Богатей рвал от баб полы своей шубенки:
— Бог с вами, земляки! Откеда у меня?
Офицер вытер рукавицей усы от инея, послушал ругань.
— Крепче бей, — сказал. — Кажись, до завтрева выправим здеся да в другие деревни пойдем, где посытнее… И ползла деревня вслед за богатеем:
— Што хошь проси потом с нас… А сей день выручи! Жалко было Захару расставаться с деньгами. Но все же он решил спасти земляков. Бойко застрелял лапотками по снегу куда-то на задворки деревни и там — пропал… Испугались тут мужики — не сгинет ли совсем? Но Захар Шустров уже выскочил, словно черт, посередь улицы самой. Трахнул перед офицером горшок старый, из земли выкопанный:
— Сколь лет содержал… Все прахом! А меня лихом не поминайте, мужики и бабы.., сбегу! И снова на Низы в гулящие люди подамся…
Древком протазана треснул офицер в горшок, звонкий с мороза. В куски распался он, и покатились по снегу деньги. Озябшими синими руками офицер пересчитал их, после чего сказал:
— А, мать вас всех.., опять мало! С ваших тягл ишо осталось рубль с полтиной. Одначе так, мужики: темно уже стало, чего не доправили сей день, то завтра править станем. А солдат моих по дворам разведите и кормить их обязаны…
Сам же он из деревни в гору поднялся, понюхал в сенцах:
— Кажись, щами пахнет? Дадите ль похлебать?.. Потом и спать легли. И крепко спали, только Мирон Аггеевич ворочался. А утром глянули — тишина в деревне. Не дымит она, почернела. За околицу же следы тянутся — санные. Завыл тут помещик, в ярости офицера за грудь хватая:
— Разоритель ты мой! Убегли все… Чем жить-то я стану? Сыночки на службе морской пропали, один я с бабами, старый…
Но офицеру было не легче: его ждал суд, скорый и свирепый, ибо деревня Гнилые Мякиши ушла с его солдатами вместе.
— Где мужики мои? — плакал старый барин.
— Солдаты-то., иде же они? — убивался офицер. Скинулись вниз, толкали двери избенок:
— Пусто.., пусто… Ай-ай!
Висели над порогом черные пятки. То остался на родине дедушка Карп — тот, что был лишний. И в сказку ревизскую не вписан. Но дед лишним не пожелал быть. И повис над порогом избы своей.
Он был очень-очень старый — еще царя Михаила помнил. А при царе Михаиле тоже правежи были…
Теперь правнучке его, императрице Анне Иоанновне, нужны были деньги для праздника вечного, и так она собирала с народа недоимки. А все это и называлось — правеж…

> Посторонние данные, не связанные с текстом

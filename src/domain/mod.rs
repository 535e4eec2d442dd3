pub mod cart;
pub mod errors;
pub mod ports;
pub mod pricing;
pub mod query;
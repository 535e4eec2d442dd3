use super::cart::{Cart, CartItem, NewCart, NewCartItem};
use super::errors::DomainError;
use super::query::{CartFilter, CartItemFilter, Page, SortOrder};

/// Reads and writes over carts and their line items. Implementations hold
/// no opinion about cart invariants; they do exactly what they are asked.
pub trait CartStore {
    fn query_carts(
        &self,
        filter: &CartFilter,
        order: SortOrder,
        page: Page,
    ) -> Result<Vec<Cart>, DomainError>;

    fn query_cart_items(
        &self,
        filter: &CartItemFilter,
        order: SortOrder,
        page: Page,
    ) -> Result<Vec<CartItem>, DomainError>;

    fn create_cart(&self, cart: NewCart) -> Result<Cart, DomainError>;

    fn create_cart_item(&self, item: NewCartItem) -> Result<CartItem, DomainError>;

    fn update_cart(&self, cart: &Cart) -> Result<(), DomainError>;

    fn update_cart_item(&self, item: &CartItem) -> Result<(), DomainError>;

    /// Returns how many rows matched.
    fn delete_cart_items(&self, filter: &CartItemFilter) -> Result<usize, DomainError>;
}

pub trait CartRepository: CartStore + Send + Sync + 'static {
    /// Runs `f` against a store whose writes commit together, or not at all
    /// when `f` returns an error.
    fn transaction<T, F>(&self, f: F) -> Result<T, DomainError>
    where
        F: FnOnce(&dyn CartStore) -> Result<T, DomainError>;
}
use actix_web::cookie::time::Duration;
use actix_web::cookie::Cookie;
use actix_web::{HttpRequest, HttpResponseBuilder};

use crate::domain::cart::SessionId;

pub const SESSION_COOKIE: &str = "cart_session_id";
const SESSION_MAX_AGE_SECS: i64 = 3600;

/// Visitor identity for one request. `minted` is set when the request came
/// without a session cookie and a fresh id was generated for it.
#[derive(Debug, Clone)]
pub struct Session {
    pub id: SessionId,
    pub minted: bool,
}

impl Session {
    pub fn from_request(req: &HttpRequest) -> Self {
        match req.cookie(SESSION_COOKIE) {
            Some(cookie) if !cookie.value().is_empty() => Self {
                id: SessionId::new(cookie.value()),
                minted: false,
            },
            _ => Self {
                id: SessionId::generate(),
                minted: true,
            },
        }
    }

    pub fn cookie(&self) -> Cookie<'static> {
        Cookie::build(SESSION_COOKIE, self.id.as_str().to_owned())
            .path("/")
            .max_age(Duration::seconds(SESSION_MAX_AGE_SECS))
            .http_only(true)
            .finish()
    }

    /// Hands a freshly minted id back to the client.
    pub fn attach(&self, mut builder: HttpResponseBuilder) -> HttpResponseBuilder {
        if self.minted {
            builder.cookie(self.cookie());
        }
        builder
    }
}
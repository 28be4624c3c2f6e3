use std::sync::LazyLock;

use chrono::{Datelike, NaiveDate};
use itertools::Itertools;
use regex::{Captures, Regex};
use tracing::debug;

use crate::ast::{Period, Planet, Term};
use crate::bank::{RowId, RuleBank};
use crate::chart::age_on;
use crate::parser::parse_condition;

static PLANET_ABBREVIATION: LazyLock<Regex> = LazyLock::new(|| {
    let names = Planet::ALL.iter().map(|planet| planet.short_name()).join("|");
    Regex::new(&format!(r"(?i)\b(?:{})\b", names)).expect("valid planet pattern")
});

static NATAL_WRAPPER: LazyLock<Regex> =
    LazyLock::new(|| Regex::new(r"(?i)Natal\s*\(([^)]+)\)").expect("valid wrapper pattern"));

static AND_OPERATOR: LazyLock<Regex> =
    LazyLock::new(|| Regex::new(r"(?i)\s+AND\s+").expect("valid operator pattern"));

static OR_OPERATOR: LazyLock<Regex> =
    LazyLock::new(|| Regex::new(r"(?i)\s+OR\s+").expect("valid operator pattern"));

/// The range of birth dates of someone for whom `start..=end` is the current
/// period, anchored on today's month and day.
///
/// `None` when an anchored date does not exist, e.g. 29 February in a common
/// year.
pub fn dob_range(
    today: NaiveDate,
    start: NaiveDate,
    end: NaiveDate,
) -> Option<(NaiveDate, NaiveDate)> {
    let age_at_start = age_on(start, today);
    let age_at_end = age_on(end, today);

    let anchored =
        |age: i32| NaiveDate::from_ymd_opt(today.year() - age, today.month(), today.day());
    let earliest = anchored(age_at_start.max(age_at_end))?;
    let latest = anchored(age_at_start.min(age_at_end))?;
    Some((earliest, latest))
}

fn format_dob_range(today: NaiveDate, period: &Period) -> Option<String> {
    let end = period.end.resolve(today)?;
    let Some((earliest, latest)) = dob_range(today, period.start, end) else {
        debug!(?period, %today, "no birth date range for period");
        return None;
    };
    Some(format!(
        "{} to {}",
        earliest.format("%Y-%m-%d"),
        latest.format("%Y-%m-%d")
    ))
}

/// Replaces a trailing `TIME(...)` clause with the matching `DOB (...)` clause.
fn time_to_dob(condition: &str, today: NaiveDate) -> String {
    let body_end = condition.trim_end().len();

    let trailing = parse_condition(condition)
        .terms
        .into_iter()
        .find_map(|spanned| match spanned.term {
            Term::TimePeriod(periods)
                if condition[..spanned.span.end].trim_end().len() == body_end =>
            {
                Some((spanned.span.start, periods))
            }
            _ => None,
        });

    let Some((start, periods)) = trailing else {
        return condition.to_owned();
    };

    let ranges = periods
        .iter()
        .filter_map(|period| format_dob_range(today, period))
        .collect::<Vec<_>>();
    if ranges.is_empty() {
        return condition.to_owned();
    }

    format!("{}DOB ({})", &condition[..start], ranges.join(", "))
}

fn expand_planet_names(condition: &str) -> String {
    PLANET_ABBREVIATION
        .replace_all(condition, |caps: &Captures| {
            let short = &caps[0];
            Planet::from_short_name(short)
                .map(Planet::full_name)
                .unwrap_or(short)
                .to_owned()
        })
        .into_owned()
}

fn clean_up(condition: &str) -> String {
    let condition = NATAL_WRAPPER.replace_all(condition, "$1");
    let condition = AND_OPERATOR.replace_all(&condition, " AND ");
    let condition = OR_OPERATOR.replace_all(&condition, " OR ");
    condition.trim().to_owned()
}

/// Rewrites a raw rule condition into the form handed to text generation.
///
/// A trailing time clause becomes an approximate date of birth range,
/// planet abbreviations become display names, `Natal(...)` wrappers are
/// removed and operator spacing is normalised. Parts that cannot be read are
/// left as they are.
pub fn transform_condition(condition: &str, today: NaiveDate) -> String {
    let condition = time_to_dob(condition, today);
    let condition = expand_planet_names(&condition);
    clean_up(&condition)
}

/// Renders the requested rows as `Condition:`/`Result:` blocks separated by
/// blank lines. Ids that address no row are skipped.
pub fn assemble_rule_text<B, I>(bank: &B, row_ids: I, today: NaiveDate) -> String
where
    B: RuleBank + ?Sized,
    I: IntoIterator<Item = RowId>,
{
    row_ids
        .into_iter()
        .filter_map(|row_id| bank.get_row(row_id))
        .map(|row| {
            format!(
                "Condition: {}\nResult: {}\n",
                transform_condition(&row.condition, today),
                row.result
            )
        })
        .join("\n")
        .trim_end()
        .to_owned()
}
use std::collections::BTreeSet;

use rand::seq::SliceRandom;
use rand::Rng;
use tracing::debug;

use crate::ast::{Condition, House, Planet, Term};
use crate::bank::{RowId, RuleBank};
use crate::chart::{EvaluationContext, NatalChart};
use crate::parser::parse_condition;

pub type MatchResult = BTreeSet<RowId>;

/// Picks the single planet a matching call is evaluated against.
pub fn choose_planet<R: Rng + ?Sized>(
    chart: &NatalChart,
    rng: &mut R,
) -> Option<(Planet, House)> {
    let placements = chart
        .planet_houses
        .iter()
        .map(|(planet, house)| (*planet, *house))
        .collect::<Vec<_>>();
    placements.choose(rng).copied()
}

/// Returns the rows whose condition holds for the chart, evaluated against
/// one randomly chosen planet.
///
/// An empty chart or bank gives an empty result.
pub fn match_rows<B, R>(
    bank: &B,
    chart: &NatalChart,
    ctx: &EvaluationContext,
    rng: &mut R,
) -> MatchResult
where
    B: RuleBank + ?Sized,
    R: Rng + ?Sized,
{
    match choose_planet(chart, rng) {
        Some((planet, house)) => {
            debug!(planet = planet.full_name(), house, "chose planet for matching");
            match_rows_for_planet(bank, chart, ctx, planet)
        }
        None => {
            debug!("chart has no known planets");
            MatchResult::new()
        }
    }
}

/// Like [`match_rows`], with the evaluated planet fixed by the caller.
pub fn match_rows_for_planet<B>(
    bank: &B,
    chart: &NatalChart,
    ctx: &EvaluationContext,
    planet: Planet,
) -> MatchResult
where
    B: RuleBank + ?Sized,
{
    let matched = bank
        .row_ids()
        .filter_map(|row_id| bank.get_row(row_id))
        .filter(|row| condition_holds(&parse_condition(&row.condition), chart, ctx, planet))
        .map(|row| row.row_id)
        .collect::<MatchResult>();

    debug!(rows = bank.row_count(), matched = matched.len(), "scanned rule bank");
    matched
}

pub fn condition_holds(
    condition: &Condition,
    chart: &NatalChart,
    ctx: &EvaluationContext,
    planet: Planet,
) -> bool {
    natal_term_holds(condition, chart, planet)
        && condition
            .age_terms()
            .all(|ages| age_matches(ages, ctx.current_age))
        && condition
            .time_terms()
            .all(|periods| periods.iter().any(|period| period.contains(ctx.today)))
}

fn age_matches(ages: &[u32], current_age: i32) -> bool {
    match u32::try_from(current_age) {
        Ok(age) => ages.contains(&age),
        Err(_) => false,
    }
}

/// Whether some structural term about `planet` holds for the chart.
fn natal_term_holds(condition: &Condition, chart: &NatalChart, planet: Planet) -> bool {
    let Some(house) = chart.house_of(planet) else {
        return false;
    };

    // The house of the planet paired with `planet` in a two-planet term.
    let partner_house = |a: Planet, b: Planet| {
        let other = if a == planet {
            b
        } else if b == planet {
            a
        } else {
            return None;
        };
        chart.house_of(other)
    };

    condition.terms().any(|term| match *term {
        Term::PlanetInHouse(p, h) => p == planet && h == house,
        Term::Conjunct(a, b) => partner_house(a, b) == Some(house),
        Term::NotWith(a, b) => partner_house(a, b).map_or(false, |other| other != house),
        Term::Age(_) | Term::TimePeriod(_) => false,
    })
}
use std::ops::Range;

use chrono::{Datelike, NaiveDate};

pub type House = u8;

#[derive(Clone, Copy, Debug, PartialEq, Eq, PartialOrd, Ord, Hash)]
pub enum Planet {
    Sun,
    Moon,
    Mars,
    Mercury,
    Jupiter,
    Venus,
    Saturn,
    Rahu,
    Ketu,
}

impl Planet {
    pub const ALL: [Planet; 9] = [
        Planet::Sun,
        Planet::Moon,
        Planet::Mars,
        Planet::Mercury,
        Planet::Jupiter,
        Planet::Venus,
        Planet::Saturn,
        Planet::Rahu,
        Planet::Ketu,
    ];

    /// The abbreviation used inside rule conditions.
    pub fn short_name(self) -> &'static str {
        match self {
            Planet::Sun => "sun",
            Planet::Moon => "moon",
            Planet::Mars => "mars",
            Planet::Mercury => "mer",
            Planet::Jupiter => "jup",
            Planet::Venus => "ven",
            Planet::Saturn => "sat",
            Planet::Rahu => "rahu",
            Planet::Ketu => "ketu",
        }
    }

    pub fn full_name(self) -> &'static str {
        match self {
            Planet::Sun => "Sun",
            Planet::Moon => "Moon",
            Planet::Mars => "Mars",
            Planet::Mercury => "Mercury",
            Planet::Jupiter => "Jupiter",
            Planet::Venus => "Venus",
            Planet::Saturn => "Saturn",
            Planet::Rahu => "Rahu",
            Planet::Ketu => "Ketu",
        }
    }

    /// Case-insensitive lookup of a condition abbreviation.
    pub fn from_short_name(name: &str) -> Option<Self> {
        Self::ALL
            .into_iter()
            .find(|planet| planet.short_name().eq_ignore_ascii_case(name))
    }

    /// Exact lookup of a display name, as used for chart keys.
    pub fn from_full_name(name: &str) -> Option<Self> {
        Self::ALL
            .into_iter()
            .find(|planet| planet.full_name() == name)
    }
}

/// The closing side of a dated interval.
#[derive(Clone, Copy, Debug, PartialEq, Eq)]
pub enum EndBound {
    Date(NaiveDate),
    /// A bare year: through 31 December, or through today in the current year.
    Year(i32),
    /// Left empty: through today.
    Open,
}

impl EndBound {
    pub fn resolve(self, today: NaiveDate) -> Option<NaiveDate> {
        match self {
            EndBound::Date(date) => Some(date),
            EndBound::Year(year) if year == today.year() => Some(today),
            EndBound::Year(year) => NaiveDate::from_ymd_opt(year, 12, 31),
            EndBound::Open => Some(today),
        }
    }
}

#[derive(Clone, Copy, Debug, PartialEq, Eq)]
pub struct Period {
    pub start: NaiveDate,
    pub end: EndBound,
}

impl Period {
    pub fn contains(&self, today: NaiveDate) -> bool {
        match self.end.resolve(today) {
            Some(end) => self.start <= today && today <= end,
            None => false,
        }
    }
}

#[derive(Clone, Debug, PartialEq, Eq)]
pub enum Term {
    PlanetInHouse(Planet, House),
    Conjunct(Planet, Planet),
    NotWith(Planet, Planet),
    /// Empty when the listed ages could not be read; such a term never holds.
    Age(Vec<u32>),
    /// Only the intervals that parsed; malformed ones are dropped.
    TimePeriod(Vec<Period>),
}

#[derive(Clone, Debug, PartialEq, Eq)]
pub struct SpannedTerm {
    pub term: Term,
    /// Byte range of the term within the condition text.
    pub span: Range<usize>,
}

#[derive(Clone, Debug, Default, PartialEq, Eq)]
pub struct Condition {
    pub terms: Vec<SpannedTerm>,
}

impl Condition {
    pub fn terms(&self) -> impl Iterator<Item = &Term> {
        self.terms.iter().map(|spanned| &spanned.term)
    }

    pub fn age_terms(&self) -> impl Iterator<Item = &[u32]> {
        self.terms().filter_map(|term| match term {
            Term::Age(ages) => Some(ages.as_slice()),
            _ => None,
        })
    }

    pub fn time_terms(&self) -> impl Iterator<Item = &[Period]> {
        self.terms().filter_map(|term| match term {
            Term::TimePeriod(periods) => Some(periods.as_slice()),
            _ => None,
        })
    }
}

«Гнилые Мякиши, где же вы?»
«Мы на тихой речке когда-то стояли…»
Карьеру делать по-разному можно. И способов к тому — не счесть! Михаила князь Белосельский на селе Измайлове, среди прочих кобелей, тешил Дикую герцогиню. А за бойкость любовную она ему подарки разные делала. Деньгами, а чаще припасами для дома. Вот и сегодня сбирался князь бойкость свою выказать.

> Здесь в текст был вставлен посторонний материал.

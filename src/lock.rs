use fs2::FileExt;
use std::fs::{self, File, OpenOptions};
use std::io;
use std::path::{Path, PathBuf};

use crate::errors::DockhandError;

const HELD_MESSAGE: &str = "another dockhand run is in progress (lock held); try again later";

/// Host-wide run lock; the lock file is removed on drop.
#[derive(Debug)]
pub struct RunLock {
    file: File,
    path: PathBuf,
}

impl RunLock {
    pub fn path(&self) -> &Path {
        &self.path
    }
}

impl Drop for RunLock {
    fn drop(&mut self) {
        // Best-effort unlock; ignore errors
        let _ = self.file.unlock();
        let _ = fs::remove_file(&self.path);
    }
}

fn try_lock(p: &Path) -> io::Result<RunLock> {
    if let Some(parent) = p.parent() {
        let _ = fs::create_dir_all(parent);
    }
    let f = OpenOptions::new()
        .create(true)
        .read(true)
        .write(true)
        .truncate(true)
        .open(p)?;
    f.try_lock_exclusive()?;
    Ok(RunLock {
        file: f,
        path: p.to_path_buf(),
    })
}

fn is_held(e: &io::Error) -> bool {
    e.kind() == io::ErrorKind::WouldBlock || e.raw_os_error() == fs2::lock_contended_error().raw_os_error()
}

/// Acquire a lock at a specific path.
pub fn acquire_lock_at(p: &Path) -> Result<RunLock, DockhandError> {
    try_lock(p).map_err(|e| {
        if is_held(&e) {
            DockhandError::Message(HELD_MESSAGE.to_string())
        } else {
            DockhandError::Message(format!("cannot create lock file {}: {e}", p.display()))
        }
    })
}

/// Acquire a non-blocking exclusive lock at the first usable candidate path.
pub fn acquire_lock() -> Result<RunLock, DockhandError> {
    let paths = candidate_lock_paths(|k| std::env::var(k).ok());
    let mut last_err: Option<io::Error> = None;

    for p in &paths {
        match try_lock(p) {
            Ok(lock) => {
                tracing::debug!(path = %p.display(), "run lock acquired");
                return Ok(lock);
            }
            // Another run owns this candidate; falling through would defeat the lock
            Err(e) if is_held(&e) => return Err(DockhandError::Message(HELD_MESSAGE.to_string())),
            Err(e) => last_err = Some(e),
        }
    }

    let mut msg = String::from("failed to create a lock file in any candidate location: ");
    msg.push_str(
        &paths
            .iter()
            .map(|p| p.display().to_string())
            .collect::<Vec<_>>()
            .join(", "),
    );
    if let Some(e) = last_err {
        msg.push_str(&format!(" (last error: {e})"));
    }
    Err(DockhandError::Message(msg))
}

/// Ordered candidates: `$DOCKHAND_LOCK_FILE`, `/run/lock/dockhand.lock`,
/// `$XDG_RUNTIME_DIR/dockhand.lock`, `/tmp/dockhand.lock`.
pub fn candidate_lock_paths<F>(lookup: F) -> Vec<PathBuf>
where
    F: Fn(&str) -> Option<String>,
{
    let mut paths = Vec::new();
    if let Some(p) = lookup("DOCKHAND_LOCK_FILE").filter(|s| !s.trim().is_empty()) {
        paths.push(PathBuf::from(p));
    }
    paths.push(PathBuf::from("/run/lock/dockhand.lock"));
    if let Some(rt) = lookup("XDG_RUNTIME_DIR").filter(|s| !s.is_empty()) {
        paths.push(PathBuf::from(rt).join("dockhand.lock"));
    }
    paths.push(PathBuf::from("/tmp/dockhand.lock"));
    paths
}

#[cfg(test)]
mod tests {
    use super::*;

    #[test]
    fn explicit_lock_file_comes_first() {
        let paths = candidate_lock_paths(|k| match k {
            "DOCKHAND_LOCK_FILE" => Some("/srv/x.lock".to_string()),
            "XDG_RUNTIME_DIR" => Some("/run/user/1000".to_string()),
            _ => None,
        });
        assert_eq!(
            paths,
            vec![
                PathBuf::from("/srv/x.lock"),
                PathBuf::from("/run/lock/dockhand.lock"),
                PathBuf::from("/run/user/1000/dockhand.lock"),
                PathBuf::from("/tmp/dockhand.lock"),
            ]
        );
    }

    #[test]
    fn second_lock_is_refused_and_file_removed_on_drop() {
        let td = tempfile::tempdir().expect("tmpdir");
        let p = td.path().join("dockhand.lock");
        let first = acquire_lock_at(&p).expect("first lock");
        let err = acquire_lock_at(&p).unwrap_err();
        assert!(err.to_string().contains("another dockhand run"), "{err}");
        drop(first);
        assert!(!p.exists());
        assert!(acquire_lock_at(&p).is_ok());
    }
}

Сыскал он на Плющихе колдунью и полтину ей дал.
— Желаю я, ведьма, — сказал, — перед некоей дамой жар мужской проявить особо… Ты секрета к тому не ведаешь ли?
Колдунья опоясала князя Белосельского лыком мочальным, башкой его в подпечек засунула и заговорила слова опасные:
— Слову мудрому ключ, замок! А поставит она тело в тело, и будет жила твоя мужеская да тайная тверже любого железа, каленого и простого, и всякого камени, морского и земного и подземного. И не падать жиле твоей во веки веков… Слово сказано, а язык мой ключ, замок! — И лыко с князя отпоясала…
Ушел Белосельский от нее. Но, будучи человеком просвещенным, лошадей своих на Маросейке, близ улицы Покровки, задержал. Тут, по соседству с домом Блументроста, обреталась аптека московская. Среди банок порцеленовых похаживал, пузом вперед, и сам аптекарь — господин Соульс (в просторечии — Соус). Князь его шепотком спросил, подмигивая зазорно:
— А нет ли у вас, господин Соус, лекарствица такого, чтобы перед дамами особливую страсть выявить?
— Кантариды для здравия опасны, — отвечал аптекарь, на банки свои поглядывая. — И по указу царскому надобно иметь письменное заявление от той дамы, которая недовольна вами в утехах своих бывает… А без записки от дамы сердца — никак не могу!